A marriage of food and fiction

6 min read

BY LUCY FELDMAN/LOS ANGELES

In the kitchen with Rachel Khong, author of Real Americans
PHOTOGRAPH BY TRACY NGUYEN FOR TIME

KNOCKING ON THE FRONT DOOR, IT’S AL-ready clear that this is one of those dreamy California artist houses, its rich green paint and big windows lighting up a quiet street. Inside there are flowers on the bathroom shelf, music lilting in the background. And the kitchen! A jar of fresh cilantro sprigs on the table. The sea green backsplash, warm wooden cabinets, and the dangling strands of a pothos over the sink. It’s an unfriendly, blustery early-spring day out there in Los Angeles, but everything in here is inviting, most of all its inhabitants: the author and food journalist Rachel Khong and a sweet brown cat she and her husband call Bunny.

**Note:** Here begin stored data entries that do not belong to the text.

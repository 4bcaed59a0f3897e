//! Background Tasks Module
//!
//! Contains background work spawned by the admin surface.
//!
//! # Tasks
//! - Maintenance: memory reclamation and keyspace introspection on demand

mod maintenance;

pub use maintenance::spawn_maintenance;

I was warned about this. A mutual friend told me about Khong’s cozy office, stacked high with books; about the persimmon tree outside; about, most of all, what happens in this kitchen: “She’ll woo you with her delicious things.” Tonight, I’m here to talk to Khong about her second novel, Real Americans, while making a dinner she planned for us—mapo tofu with pork and mushrooms, smashed-cucumber salad, and rice.

This marriage of food and fiction is only fitting for a writer whose career has been defined by both. Khong, 38, started in food service then came up in food media, an early staffer at Lucky Peachmagazine under celebrity chef David Chang and his partner Chris Ying. After the magazine shuttered in 2017, she founded the Ruby, a co-working space for women and nonbinary creatives in San Francisco, making food and beverage programming a crucial element.

For all these reasons, people who know Khong’s work tend to arrive at her fiction with certain expectations. To some, her 2017 debut novel Goodbye, Vitamin, about a young woman caring for her father after an Alzheimer’s diagnosis, was brimming with food. To others, there wasn’t enough. Real Americanswill inspire the same response.

On its surface—and at its heart—the book has nothing to do with cooking or dining; it’s a multigenerational family saga tracing the lives of a mother, a son, and a grandmother through a history that begins in China during the Cultural Revolution and reaches into the future, though not in that order. Khong layers the lives of her characters to challenge how well we can really know one another. The book asks who gets to be American and calls for deeper compassion. It also, in my experience, could make a reader very hungry.